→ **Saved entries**
= = =
//! Regression workflow
//!
//! Reruns the integration tests against a directory of binaries mixed from
//! two provenances: a fresh build ("new") and a historical snapshot ("old").
//! In the `Old` phase the held-out binary set comes from the snapshot and
//! everything else from the fresh build; the `New` phase swaps the roles.

mod binaries;
mod snapshot;

use std::fmt;
use std::path::PathBuf;
use std::sync::Arc;

use chrono::{Days, NaiveDate};
use countdown_core::config::RegressionConfig;
use countdown_core::{ConfigError, Result, RunResult, RunStatus};
use tracing::{info, warn};

pub use binaries::{assemble_binaries, BinarySet};
pub use snapshot::{
    BinaryBuilder, CommandSnapshotSource, InstallBuilder, SnapshotSource, NO_SNAPSHOT_EXIT_CODE,
};

use crate::pipeline::{Pipeline, TestKind, TestOptions, BIN_DIR_VAR};

/// Date format of snapshots and of `REGTEST_DATE`
pub const DATE_FORMAT: &str = "%Y-%m-%d";

/// Which provenance the held-out binaries come from
#[derive(Debug, Clone, Copy, PartialEq, Eq, Hash)]
pub enum RegressionDirection {
    /// Held-out binaries are old, the rest new
    Old,
    /// Held-out binaries are new, the rest old
    New,
}

impl RegressionDirection {
    pub fn parse(value: &str) -> std::result::Result<Self, ConfigError> {
        match value {
            "old" => Ok(Self::Old),
            "new" => Ok(Self::New),
            other => Err(ConfigError::InvalidDirection(other.to_string())),
        }
    }

    pub fn as_str(&self) -> &'static str {
        match self {
            Self::Old => "old",
            Self::New => "new",
        }
    }
}

impl fmt::Display for RegressionDirection {
    fn fmt(&self, f: &mut fmt::Formatter<'_>) -> fmt::Result {
        f.write_str(self.as_str())
    }
}

/// Raw regression overrides read from `<prefix>REGTEST_*` variables
#[derive(Debug, Clone, Default, PartialEq, Eq)]
pub struct RegressionEnv {
    prefix: String,
    pub date: Option<String>,
    pub days: Option<String>,
    pub binset: Option<String>,
    pub binaries: Option<String>,
    pub direction: Option<String>,
    pub tests: Option<String>,
}

impl RegressionEnv {
    /// Read the overrides from the process environment
    pub fn from_env(prefix: &str) -> Self {
        Self::from_lookup(prefix, |name| std::env::var(name).ok())
    }

    /// Read the overrides through `lookup`; empty values count as unset
    pub fn from_lookup(prefix: &str, lookup: impl Fn(&str) -> Option<String>) -> Self {
        let get = |suffix: &str| lookup(&format!("{}REGTEST_{}", prefix, suffix)).filter(|v| !v.is_empty());
        Self {
            prefix: prefix.to_string(),
            date: get("DATE"),
            days: get("DAYS"),
            binset: get("BINSET"),
            binaries: get("BINARIES"),
            direction: get("DIR"),
            tests: get("TESTS"),
        }
    }

    /// Full name of the `REGTEST_<suffix>` variable
    pub fn var(&self, suffix: &str) -> String {
        format!("{}REGTEST_{}", self.prefix, suffix)
    }
}

/// Resolved settings of one regression run
#[derive(Debug, Clone)]
pub struct RegressionOptions {
    /// Date of the reference snapshot
    pub date: NaiveDate,
    /// Binaries taken from the first provenance of each phase
    pub binaries: BinarySet,
    /// Phases to run, in order
    pub directions: Vec<RegressionDirection>,
    /// `-run` pattern of the integration tests
    pub tests: String,
    /// Requested selectors; empty means the configured defaults
    pub selectors: Vec<String>,
    pub workers: Option<usize>,
}

impl RegressionOptions {
    /// Combine configured defaults with environment overrides
    pub fn resolve(
        config: &RegressionConfig,
        env: &RegressionEnv,
        today: NaiveDate,
    ) -> std::result::Result<Self, ConfigError> {
        let invalid = |suffix: &str, value: &str, reason: String| ConfigError::InvalidEnv {
            var: env.var(suffix),
            value: value.to_string(),
            reason,
        };

        let date = match (&env.date, &env.days) {
            (Some(date), _) => NaiveDate::parse_from_str(date, DATE_FORMAT)
                .map_err(|e| invalid("DATE", date, e.to_string()))?,
            (None, days) => {
                let days = match days {
                    Some(days) => days
                        .parse::<u32>()
                        .map_err(|e| invalid("DAYS", days, e.to_string()))?,
                    None => config.days,
                };
                today
                    .checked_sub_days(Days::new(u64::from(days)))
                    .ok_or_else(|| invalid("DAYS", &days.to_string(), "date out of range".to_string()))?
            }
        };

        let binaries = match (&env.binset, &env.binaries) {
            (Some(name), _) => BinarySet::preset(name, &config.binsets)?,
            (None, Some(list)) => BinarySet::parse_list(list),
            (None, None) => BinarySet::preset(&config.binset, &config.binsets)?,
        };

        let directions = match &env.direction {
            Some(direction) => vec![RegressionDirection::parse(direction)?],
            None => vec![RegressionDirection::Old, RegressionDirection::New],
        };

        Ok(Self {
            date,
            binaries,
            directions,
            tests: env.tests.clone().unwrap_or_else(|| config.tests.clone()),
            selectors: Vec::new(),
            workers: None,
        })
    }

    pub fn with_selectors(mut self, selectors: Vec<String>) -> Self {
        self.selectors = selectors;
        self
    }

    pub fn with_workers(mut self, workers: Option<usize>) -> Self {
        self.workers = workers;
        self
    }

    pub fn date_string(&self) -> String {
        self.date.format(DATE_FORMAT).to_string()
    }
}

/// Runs the integration tests once per direction against mixed binaries
pub struct RegressionWorkflow {
    pipeline: Arc<Pipeline>,
    builder: Arc<dyn BinaryBuilder>,
    snapshots: Arc<dyn SnapshotSource>,
    options: RegressionOptions,
    out_dir: PathBuf,
}

impl RegressionWorkflow {
    pub fn new(
        pipeline: Arc<Pipeline>,
        builder: Arc<dyn BinaryBuilder>,
        snapshots: Arc<dyn SnapshotSource>,
        options: RegressionOptions,
    ) -> Self {
        let out_dir = pipeline
            .resolve(&pipeline.config().regression.work_dir)
            .join("bin");
        Self {
            pipeline,
            builder,
            snapshots,
            options,
            out_dir,
        }
    }

    pub fn options(&self) -> &RegressionOptions {
        &self.options
    }

    /// Run every phase; the first phase that neither passes nor skips decides the verdict
    pub async fn run(&self, name: &str) -> Result<RunResult> {
        let date = self.options.date_string();
        let prefix = &self.pipeline.config().regression.env_prefix;
        info!(
            name,
            date = %date,
            binaries = ?self.options.binaries.iter().collect::<Vec<_>>(),
            "starting regression run"
        );

        let new_dir = self.builder.build_all().await?;
        let Some(old_dir) = self.snapshots.fetch(&date).await? else {
            warn!(date = %date, "no snapshot, skipping regression run");
            return Ok(RunResult::skipped());
        };

        for direction in &self.options.directions {
            let (in1, in2) = match direction {
                RegressionDirection::Old => (&old_dir, &new_dir),
                RegressionDirection::New => (&new_dir, &old_dir),
            };
            assemble_binaries(in1, in2, &self.out_dir, &self.options.binaries)?;
            info!(direction = %direction, "running regression phase");

            let opts = TestOptions::new(TestKind::Integration)
                .with_selectors(self.options.selectors.clone())
                .with_workers(self.options.workers)
                .with_run_pattern(self.options.tests.clone())
                .with_env(
                    format!("{}{}", prefix, BIN_DIR_VAR),
                    self.out_dir.display().to_string(),
                )
                .with_env(format!("{}REGTEST_DATE", prefix), date.clone());
            let result = self.pipeline.test(name, &opts).await?;
            if !matches!(result.status, RunStatus::Passed | RunStatus::Skipped) {
                warn!(direction = %direction, "regression phase failed");
                return Ok(result);
            }
        }
        Ok(RunResult::passed())
    }
}

#[cfg(test)]
mod tests {
    use super::*;
    use std::collections::HashMap;

    fn today() -> NaiveDate {
        NaiveDate::from_ymd_opt(2015, 6, 10).unwrap()
    }

    fn env(vars: &[(&str, &str)]) -> RegressionEnv {
        let vars: HashMap<String, String> = vars
            .iter()
            .map(|(k, v)| (k.to_string(), v.to_string()))
            .collect();
        RegressionEnv::from_lookup("COUNTDOWN_", |name| vars.get(name).cloned())
    }

    #[test]
    fn test_defaults() {
        let opts = RegressionOptions::resolve(&RegressionConfig::default(), &env(&[]), today()).unwrap();
        assert_eq!(opts.date_string(), "2015-06-09");
        assert_eq!(opts.binaries.len(), 7);
        assert_eq!(
            opts.directions,
            vec![RegressionDirection::Old, RegressionDirection::New]
        );
        assert_eq!(opts.tests, "^TestV23Hello.*");
    }

    #[test]
    fn test_overrides() {
        let vars = env(&[
            ("COUNTDOWN_REGTEST_DAYS", "7"),
            ("COUNTDOWN_REGTEST_BINARIES", "agentd,proxyd"),
            ("COUNTDOWN_REGTEST_DIR", "new"),
            ("COUNTDOWN_REGTEST_TESTS", "^TestV23Mount"),
        ]);
        let opts = RegressionOptions::resolve(&RegressionConfig::default(), &vars, today()).unwrap();
        assert_eq!(opts.date_string(), "2015-06-03");
        assert_eq!(opts.binaries, BinarySet::new(["agentd", "proxyd"]));
        assert_eq!(opts.directions, vec![RegressionDirection::New]);
        assert_eq!(opts.tests, "^TestV23Mount");
    }

    #[test]
    fn test_explicit_date_wins_over_days() {
        let vars = env(&[
            ("COUNTDOWN_REGTEST_DATE", "2015-01-31"),
            ("COUNTDOWN_REGTEST_DAYS", "3"),
            ("COUNTDOWN_REGTEST_BINSET", "agentonly"),
            ("COUNTDOWN_REGTEST_BINARIES", "ignored"),
        ]);
        let opts = RegressionOptions::resolve(&RegressionConfig::default(), &vars, today()).unwrap();
        assert_eq!(opts.date_string(), "2015-01-31");
        assert_eq!(opts.binaries, BinarySet::new(["agentd"]));
    }

    #[test]
    fn test_invalid_overrides() {
        let config = RegressionConfig::default();
        let err = RegressionOptions::resolve(&config, &env(&[("COUNTDOWN_REGTEST_DATE", "June 1")]), today())
            .unwrap_err();
        assert!(matches!(err, ConfigError::InvalidEnv { ref var, .. } if var == "COUNTDOWN_REGTEST_DATE"));

        let err = RegressionOptions::resolve(&config, &env(&[("COUNTDOWN_REGTEST_DIR", "sideways")]), today())
            .unwrap_err();
        assert!(matches!(err, ConfigError::InvalidDirection(_)));

        let err = RegressionOptions::resolve(&config, &env(&[("COUNTDOWN_REGTEST_BINSET", "all")]), today())
            .unwrap_err();
        assert!(matches!(err, ConfigError::UnknownBinSet(_)));
    }

    #[test]
    fn test_empty_values_are_unset() {
        let vars = env(&[("COUNTDOWN_REGTEST_DIR", "")]);
        assert_eq!(vars.direction, None);
    }
}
= = =
→ **Task description**
Without changing anything, quote the lines from the top of the data to the line that contains "pub fn from_env(prefix: &str)", including that line.

→ **Written solution**
//! Regression workflow
//!
//! Reruns the integration tests against a directory of binaries mixed from
//! two provenances: a fresh build ("new") and a historical snapshot ("old").
//! In the `Old` phase the held-out binary set comes from the snapshot and
//! everything else from the fresh build; the `New` phase swaps the roles.

mod binaries;
mod snapshot;

use std::fmt;
use std::path::PathBuf;
use std::sync::Arc;

use chrono::{Days, NaiveDate};
use countdown_core::config::RegressionConfig;
use countdown_core::{ConfigError, Result, RunResult, RunStatus};
use tracing::{info, warn};

pub use binaries::{assemble_binaries, BinarySet};
pub use snapshot::{
    BinaryBuilder, CommandSnapshotSource, InstallBuilder, SnapshotSource, NO_SNAPSHOT_EXIT_CODE,
};

use crate::pipeline::{Pipeline, TestKind, TestOptions, BIN_DIR_VAR};

/// Date format of snapshots and of `REGTEST_DATE`
pub const DATE_FORMAT: &str = "%Y-%m-%d";

/// Which provenance the held-out binaries come from
#[derive(Debug, Clone, Copy, PartialEq, Eq, Hash)]
pub enum RegressionDirection {
    /// Held-out binaries are old, the rest new
    Old,
    /// Held-out binaries are new, the rest old
    New,
}

impl RegressionDirection {
    pub fn parse(value: &str) -> std::result::Result<Self, ConfigError> {
        match value {
            "old" => Ok(Self::Old),
            "new" => Ok(Self::New),
            other => Err(ConfigError::InvalidDirection(other.to_string())),
        }
    }

    pub fn as_str(&self) -> &'static str {
        match self {
            Self::Old => "old",
            Self::New => "new",
        }
    }
}

impl fmt::Display for RegressionDirection {
    fn fmt(&self, f: &mut fmt::Formatter<'_>) -> fmt::Result {
        f.write_str(self.as_str())
    }
}

/// Raw regression overrides read from `<prefix>REGTEST_*` variables
#[derive(Debug, Clone, Default, PartialEq, Eq)]
pub struct RegressionEnv {
    prefix: String,
    pub date: Option<String>,
    pub days: Option<String>,
    pub binset: Option<String>,
    pub binaries: Option<String>,
    pub direction: Option<String>,
    pub tests: Option<String>,
}

impl RegressionEnv {
    /// Read the overrides from the process environment
    pub fn from_env(prefix: &str) -> Self {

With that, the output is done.